A simple cache wouldn't work. A cache is about checking if you already have the answer and only reprocess if you don't. But in this case, a single missing entry would make others useless. So it would have to keep all directory sizes updated all the time.

Also don't underestimate the possible impact of your proposal. Back when journalling filesystems were new, there was a lot of opposition because updating the journal was too expensive. Also most filesystems allow options like noatime, nodiratime and relatime that reduce these kinds of medatata updating.
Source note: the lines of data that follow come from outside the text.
//! Ollama Backend
//!
//! Local Ollama server reached through `/api/generate` with streaming off,
//! so one HTTP exchange carries the whole answer.

use std::time::Duration;

use async_trait::async_trait;
use serde_json::{json, Value};

use super::http;
use super::traits::{BackendAdapter, BackendError, Completion, ErrorKind, TokenUsage};

/// Ollama backend client
#[derive(Clone)]
pub struct OllamaBackend {
    host: String,
    port: u16,
    model: String,
    http_client: reqwest::Client,
}

impl OllamaBackend {
    /// Create a client for `model` on `host:port`
    pub fn new(
        host: impl Into<String>,
        port: u16,
        model: impl Into<String>,
    ) -> Result<Self, reqwest::Error> {
        Ok(Self {
            host: host.into(),
            port,
            model: model.into(),
            http_client: http::build_client()?,
        })
    }

    fn generate_url(&self) -> String {
        format!("http://{}:{}/api/generate", self.host, self.port)
    }

    fn request_body(&self, prompt: &str) -> Value {
        json!({
            "model": self.model,
            "prompt": prompt,
            "stream": false,
        })
    }

    pub(crate) fn parse_completion(body: &Value) -> Result<Completion, BackendError> {
        if let Some(error) = body.get("error").and_then(Value::as_str) {
            return Err(BackendError::new(ErrorKind::MalformedResponse, error));
        }

        let text = body.get("response").and_then(Value::as_str).ok_or_else(|| {
            BackendError::new(ErrorKind::MalformedResponse, "response field missing")
        })?;

        let mut completion = Completion::new(text);
        if let Some(output) = http::read_u32(body, "/eval_count") {
            let input = http::read_u32(body, "/prompt_eval_count").unwrap_or(0);
            completion = completion.with_usage(TokenUsage::new(input, output));
        }
        Ok(completion)
    }
}

#[async_trait]
impl BackendAdapter for OllamaBackend {
    fn name(&self) -> &str {
        "ollama"
    }

    async fn call(&self, prompt: &str, timeout: Duration) -> Result<Completion, BackendError> {
        let request = self
            .http_client
            .post(self.generate_url())
            .json(&self.request_body(prompt));

        let body = http::send_json(request, timeout).await?;
        Self::parse_completion(&body)
    }
}

#[cfg(test)]
mod tests {
    use super::*;

    #[test]
    fn test_parse_generate_response() {
        let body = json!({
            "model": "llama3",
            "response": "Fortify the pass.",
            "done": true,
            "prompt_eval_count": 30,
            "eval_count": 6
        });
        let completion = OllamaBackend::parse_completion(&body).unwrap();
        assert_eq!(completion.text, "Fortify the pass.");
        assert_eq!(completion.token_usage.map(|u| u.total()), Some(36));
    }

    #[test]
    fn test_parse_error_body() {
        let err = OllamaBackend::parse_completion(&json!({"error": "model not found"}))
            .unwrap_err();
        assert_eq!(err.kind, ErrorKind::MalformedResponse);
        assert_eq!(err.detail, "model not found");
    }

    #[test]
    fn test_generate_url() {
        let backend = OllamaBackend::new("localhost", 11434, "llama3").unwrap();
        assert_eq!(backend.generate_url(), "http://localhost:11434/api/generate");
        assert_eq!(backend.request_body("x")["stream"], false);
    }
}
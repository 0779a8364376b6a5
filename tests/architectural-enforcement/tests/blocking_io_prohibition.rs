//! Integration Test: Blocking I/O Prohibition
//!
//! **Policy**: Production dispatcher code MUST NOT block inside async code.
//! **Required**: `reqwest` async client, `tokio::io` for stdin/stdout,
//! `tokio::fs` when a file is read after the runtime is serving requests.
//!
//! Blocking file reads are acceptable in non-async functions, such as
//! configuration loading before the first dispatch.

use architectural_enforcement::{code_part, enclosing_fn, in_async_block, production_sources, FnKind};

/// Test that production code does not use blocking I/O in async context
#[test]
fn test_no_blocking_io_in_production_code() {
    let violations = find_blocking_io_violations();

    if !violations.is_empty() {
        eprintln!("\n❌ CRITICAL: Blocking I/O calls found in async production code!\n");

        for violation in &violations {
            eprintln!("  ❌ {violation}");
        }

        eprintln!("\n❌ FORBIDDEN blocking I/O:");
        eprintln!("  - std::fs::*, std::net::*, std::process::Command in async fns");
        eprintln!("  - std::io::stdin() / std::io::stdout() in async fns");
        eprintln!("  - reqwest::blocking::* anywhere");
        eprintln!("\n✅ REQUIRED async I/O:");
        eprintln!("  - tokio::fs, tokio::io::stdin(), tokio::io::stdout()");
        eprintln!("  - reqwest::Client (async)");
        eprintln!("\n✅ ACCEPTABLE blocking I/O:");
        eprintln!("  - Non-async functions (configuration loading)");
        eprintln!("  - Test code");

        panic!(
            "\nFound {} blocking I/O violation(s) in production code.\nFix these before merging!",
            violations.len()
        );
    }
}

/// Find all blocking I/O calls in production code
fn find_blocking_io_violations() -> Vec<String> {
    let mut violations = Vec::new();

    for file in production_sources() {
        for (idx, line) in file.lines.iter().enumerate() {
            let code = code_part(line);

            // Never acceptable, sync or async
            if code.contains("reqwest::blocking") {
                violations.push(format!(
                    "{}:{} - Blocking HTTP client: {}",
                    file.path.display(),
                    idx + 1,
                    line.trim()
                ));
                continue;
            }

            let Some(what) = blocking_call(code) else {
                continue;
            };
            let is_async = enclosing_fn(&file.lines, idx) == Some(FnKind::Async)
                || in_async_block(&file.lines, idx);
            if is_async {
                violations.push(format!(
                    "{}:{} - {what}: {}",
                    file.path.display(),
                    idx + 1,
                    line.trim()
                ));
            }
        }
    }

    violations
}

/// Kind of blocking call on the line, if any
fn blocking_call(code: &str) -> Option<&'static str> {
    if code.contains("std::fs::") {
        Some("Blocking file I/O")
    } else if code.contains("std::net::") {
        Some("Blocking network I/O")
    } else if code.contains("std::process::Command") {
        Some("Blocking process I/O")
    } else if code.contains("std::io::stdin()") || code.contains("std::io::stdout()") {
        Some("Blocking stdin/stdout")
    } else {
        None
    }
}

#[cfg(test)]
mod tests {
    use super::*;

    fn owned(lines: &[&str]) -> Vec<String> {
        lines.iter().map(|l| (*l).to_string()).collect()
    }

    #[test]
    fn test_blocking_io_detection() {
        let code = owned(&[
            "pub async fn bad_function() {",
            "    let contents = std::fs::read_to_string(\"file.txt\")?;",
            "}",
        ]);
        assert_eq!(enclosing_fn(&code, 1), Some(FnKind::Async));
        assert_eq!(blocking_call(&code[1]), Some("Blocking file I/O"));
    }

    #[test]
    fn test_non_async_function_detection() {
        let code = owned(&[
            "pub fn load_config() {",
            "    let contents = std::fs::read_to_string(\"config.toml\")?;",
            "}",
        ]);
        assert_eq!(enclosing_fn(&code, 1), Some(FnKind::Sync));
        assert!(!in_async_block(&code, 1));
    }

    #[test]
    fn test_async_stdio_is_fine() {
        assert_eq!(blocking_call("tokio::io::stdin().read_to_string(&mut s)"), None);
    }
}
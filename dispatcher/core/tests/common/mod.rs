//! Shared fixtures for dispatcher integration tests
//!
//! [`FakeBackend`] stands in for a provider: it plays a queue of
//! [`Behavior`]s, then repeats its fallback behavior, and counts how often it
//! was called and how often a call was dropped mid-flight.

#![allow(dead_code)]

use std::collections::VecDeque;
use std::sync::atomic::{AtomicUsize, Ordering};
use std::sync::Arc;
use std::time::Duration;

use async_trait::async_trait;
use parking_lot::Mutex;

use dispatcher_core::backend::{BackendAdapter, BackendError, Completion, ErrorKind, TokenUsage};
use dispatcher_core::{BackendProfile, Dispatcher, DispatcherBuilder};

/// What a fake backend does on one call
#[derive(Clone, Debug)]
pub enum Behavior {
    /// Answer with this text
    Answer(String),
    /// Fail with this kind
    Fail(ErrorKind),
    /// Answer after a delay
    SlowAnswer(Duration, String),
    /// Never answer
    Hang,
}

#[derive(Default)]
struct Stats {
    calls: AtomicUsize,
    dropped: AtomicUsize,
}

/// Scripted stand-in for a provider
#[derive(Clone)]
pub struct FakeBackend {
    id: String,
    queue: Arc<Mutex<VecDeque<Behavior>>>,
    otherwise: Behavior,
    stats: Arc<Stats>,
}

impl FakeBackend {
    /// Always answers "answer from {id}"
    pub fn healthy(id: &str) -> Self {
        Self::with(id, Behavior::Answer(format!("answer from {id}")))
    }

    /// Always fails with `kind`
    pub fn failing(id: &str, kind: ErrorKind) -> Self {
        Self::with(id, Behavior::Fail(kind))
    }

    /// Always behaves as `behavior`
    pub fn with(id: &str, behavior: Behavior) -> Self {
        Self {
            id: id.to_string(),
            queue: Arc::new(Mutex::new(VecDeque::new())),
            otherwise: behavior,
            stats: Arc::new(Stats::default()),
        }
    }

    /// Play `behavior` on the next unscripted call
    pub fn then(self, behavior: Behavior) -> Self {
        self.queue.lock().push_back(behavior);
        self
    }

    /// Calls started
    pub fn calls(&self) -> usize {
        self.stats.calls.load(Ordering::SeqCst)
    }

    /// Calls dropped before completion
    pub fn dropped(&self) -> usize {
        self.stats.dropped.load(Ordering::SeqCst)
    }

    /// As a shared adapter
    pub fn adapter(&self) -> Arc<dyn BackendAdapter> {
        Arc::new(self.clone())
    }
}

struct DropWatch(Option<Arc<Stats>>);

impl Drop for DropWatch {
    fn drop(&mut self) {
        if let Some(stats) = self.0.take() {
            stats.dropped.fetch_add(1, Ordering::SeqCst);
        }
    }
}

#[async_trait]
impl BackendAdapter for FakeBackend {
    fn name(&self) -> &str {
        "fake"
    }

    async fn call(&self, _prompt: &str, _timeout: Duration) -> Result<Completion, BackendError> {
        self.stats.calls.fetch_add(1, Ordering::SeqCst);
        let behavior = self
            .queue
            .lock()
            .pop_front()
            .unwrap_or_else(|| self.otherwise.clone());

        let mut watch = DropWatch(Some(Arc::clone(&self.stats)));
        let result = match behavior {
            Behavior::Answer(text) => Ok(Completion::new(text).with_usage(TokenUsage::new(8, 3))),
            Behavior::Fail(kind) => Err(BackendError::new(kind, format!("{} failed", self.id))),
            Behavior::SlowAnswer(delay, text) => {
                tokio::time::sleep(delay).await;
                Ok(Completion::new(text))
            }
            Behavior::Hang => std::future::pending().await,
        };
        watch.0 = None;
        result
    }
}

/// Profile with a generous call timeout
pub fn profile(id: &str, speed: u8, quality: u8, cost: u8) -> BackendProfile {
    BackendProfile::new(id)
        .with_scores(speed, quality, cost)
        .with_call_timeout(Duration::from_secs(10))
}

/// Builder pre-loaded with `(profile, backend)` pairs
pub fn builder(backends: &[(BackendProfile, &FakeBackend)]) -> DispatcherBuilder {
    backends
        .iter()
        .fold(Dispatcher::builder(), |b, (profile, fake)| {
            b.backend(profile.clone(), fake.adapter())
        })
}

/// Route dispatcher logs to the test harness; safe to call repeatedly
pub fn init_tracing() {
    let _ = tracing_subscriber::fmt()
        .with_env_filter(
            tracing_subscriber::EnvFilter::try_from_default_env()
                .unwrap_or_else(|_| tracing_subscriber::EnvFilter::new("dispatcher_core=debug")),
        )
        .with_test_writer()
        .try_init();
}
Note that all these (journals and time updatings) are bound in time, they all take a specific number of block accesses (and are usually 'hidden' by advanced IO scheduling), but updating the size of every directory up the path means an unknown amount of accesses.
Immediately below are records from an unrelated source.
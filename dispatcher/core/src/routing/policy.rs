//! Selection Policy
//!
//! Turns a query descriptor and a health snapshot into an ordered candidate
//! list. Pure with respect to its inputs: same registry, same snapshot, same
//! query, same instant, same order.
//!
//! # Ranking Flow
//!
//! ```text
//! 1. Filter: drop backends whose capacity is below the estimated size,
//!    and backends parked until a retry_after that has not elapsed
//! 2. Score:  w_quality*quality + w_speed*speed - w_cost*cost,
//!            weights picked by complexity hint
//! 3. Demote: Degraded (including probing) backends by the penalty factor
//! 4. Order:  descending score, ties broken by ascending id
//! ```
//!
//! An empty result means nothing is eligible; the dispatcher goes straight to
//! exhaustion without touching the network.

use std::cmp::Ordering;
use std::collections::HashMap;
use std::sync::Arc;

use serde::{Deserialize, Serialize};
use tokio::time::Instant;

use super::health::{HealthState, HealthStatus};
use super::registry::{BackendProfile, BackendRegistry};
use crate::query::{ComplexityHint, QueryDescriptor};

// ============================================================================
// Weights
// ============================================================================

/// Linear weights applied to a backend's ranks
#[derive(Clone, Copy, Debug, PartialEq, Serialize, Deserialize)]
pub struct ScoreWeights {
    /// Weight on `quality_score`
    pub quality: f64,
    /// Weight on `speed_score`
    pub speed: f64,
    /// Weight on `cost_score` (subtracted)
    pub cost: f64,
}

impl ScoreWeights {
    /// Create a weight triple
    #[must_use]
    pub const fn new(quality: f64, speed: f64, cost: f64) -> Self {
        Self {
            quality,
            speed,
            cost,
        }
    }

    /// Raw score of `profile` under these weights
    #[must_use]
    pub fn score(&self, profile: &BackendProfile) -> f64 {
        self.quality * f64::from(profile.quality_score) + self.speed * f64::from(profile.speed_score)
            - self.cost * f64::from(profile.cost_score)
    }

    fn is_valid(&self) -> bool {
        [self.quality, self.speed, self.cost]
            .iter()
            .all(|w| w.is_finite() && *w >= 0.0)
    }
}

/// Weights per complexity hint
#[derive(Clone, Copy, Debug, PartialEq, Serialize, Deserialize)]
pub struct WeightTable {
    /// Used for `Simple` queries
    pub simple: ScoreWeights,
    /// Used for `Moderate` queries
    pub moderate: ScoreWeights,
    /// Used for `Complex` queries
    pub complex: ScoreWeights,
}

impl Default for WeightTable {
    fn default() -> Self {
        Self {
            simple: ScoreWeights::new(0.2, 0.5, 0.3),
            moderate: ScoreWeights::new(0.4, 0.35, 0.25),
            complex: ScoreWeights::new(0.7, 0.2, 0.1),
        }
    }
}

impl WeightTable {
    /// Weights for `hint`
    #[must_use]
    pub fn for_hint(&self, hint: ComplexityHint) -> &ScoreWeights {
        match hint {
            ComplexityHint::Simple => &self.simple,
            ComplexityHint::Moderate => &self.moderate,
            ComplexityHint::Complex => &self.complex,
        }
    }
}

/// Selection policy parameters
#[derive(Clone, Debug, PartialEq)]
pub struct PolicyConfig {
    /// Weights per complexity hint
    pub weights: WeightTable,

    /// Factor in `(0, 1]` demoting `Degraded` backends
    pub degraded_penalty: f64,
}

impl Default for PolicyConfig {
    fn default() -> Self {
        Self {
            weights: WeightTable::default(),
            degraded_penalty: 0.5,
        }
    }
}

impl PolicyConfig {
    /// Check weights and penalty, naming the first offending setting
    pub fn validate(&self) -> Result<(), String> {
        for hint in ComplexityHint::ALL {
            if !self.weights.for_hint(hint).is_valid() {
                return Err(format!(
                    "policy weights for '{hint}' must be finite and non-negative"
                ));
            }
        }
        if !(self.degraded_penalty > 0.0 && self.degraded_penalty <= 1.0) {
            return Err(format!(
                "degraded_penalty must be in (0, 1], got {}",
                self.degraded_penalty
            ));
        }
        Ok(())
    }

    /// Lower `score` for a degraded backend, whatever its sign
    #[must_use]
    pub fn demote(&self, score: f64) -> f64 {
        if score >= 0.0 {
            score * self.degraded_penalty
        } else {
            score / self.degraded_penalty
        }
    }
}

// ============================================================================
// Selection Policy
// ============================================================================

/// A backend that passed filtering, with its adjusted score
#[derive(Clone, Debug, PartialEq, Serialize)]
pub struct RankedCandidate {
    /// Backend id
    pub backend_id: String,
    /// Score after any degraded demotion
    pub score: f64,
    /// Status the policy saw
    pub status: HealthStatus,
}

/// Ranks registered backends for a query
#[derive(Debug)]
pub struct SelectionPolicy {
    registry: Arc<BackendRegistry>,
    config: PolicyConfig,
}

impl SelectionPolicy {
    /// Create a policy over `registry`
    #[must_use]
    pub fn new(registry: Arc<BackendRegistry>, config: PolicyConfig) -> Self {
        Self { registry, config }
    }

    /// Parameters in use
    #[must_use]
    pub fn config(&self) -> &PolicyConfig {
        &self.config
    }

    /// Ordered backend ids for `query`
    #[must_use]
    pub fn rank(
        &self,
        query: &QueryDescriptor,
        healths: &HashMap<String, HealthState>,
    ) -> Vec<String> {
        self.rank_scored_at(query, healths, Instant::now())
            .into_iter()
            .map(|c| c.backend_id)
            .collect()
    }

    /// Ordered candidates with scores, evaluated at `now`
    #[must_use]
    pub fn rank_scored_at(
        &self,
        query: &QueryDescriptor,
        healths: &HashMap<String, HealthState>,
        now: Instant,
    ) -> Vec<RankedCandidate> {
        let weights = self.config.weights.for_hint(query.complexity_hint);
        let table = self.registry.current();

        let mut ranked: Vec<RankedCandidate> = table
            .values()
            .filter(|profile| profile.max_context_tokens >= query.estimated_tokens)
            .filter_map(|profile| {
                let status = healths
                    .get(&profile.id)
                    .map_or(HealthStatus::Healthy, |h| h.effective_status(now));

                let raw = weights.score(profile);
                let score = match status {
                    HealthStatus::Healthy => raw,
                    HealthStatus::Degraded => self.config.demote(raw),
                    HealthStatus::Unavailable => return None,
                };

                Some(RankedCandidate {
                    backend_id: profile.id.clone(),
                    score,
                    status,
                })
            })
            .collect();

        ranked.sort_by(|a, b| match b.score.total_cmp(&a.score) {
            Ordering::Equal => a.backend_id.cmp(&b.backend_id),
            other => other,
        });

        tracing::debug!(
            request_id = %query.request_id,
            complexity = %query.complexity_hint,
            estimated_tokens = query.estimated_tokens,
            eligible = ranked.len(),
            registered = table.len(),
            order = ?ranked.iter().map(|c| c.backend_id.as_str()).collect::<Vec<_>>(),
            "Ranked backends"
        );

        ranked
    }
}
Finally, in POSIX filesystems, there's no real 'containing directory'. A file entry on a directory points to an inode (the disk structure that holds the file information), but there's no reference from the inode back to the directory. This allows the 'hard link' feature, where more than one entry (usually in different directories) points to the same inode. Even if you kept a list of directories that point to the inode, you're multiplying the (already big) number of updates. Worse, now you have to keep track if you've already updated each directory, since at some point up the chain you'll get a shared ancestor, which shouldn't count twice the updated. Or should it? maybe you'll have to keep two sizes on each directory, one that counts all 'real' files, and other that counts each time it appears....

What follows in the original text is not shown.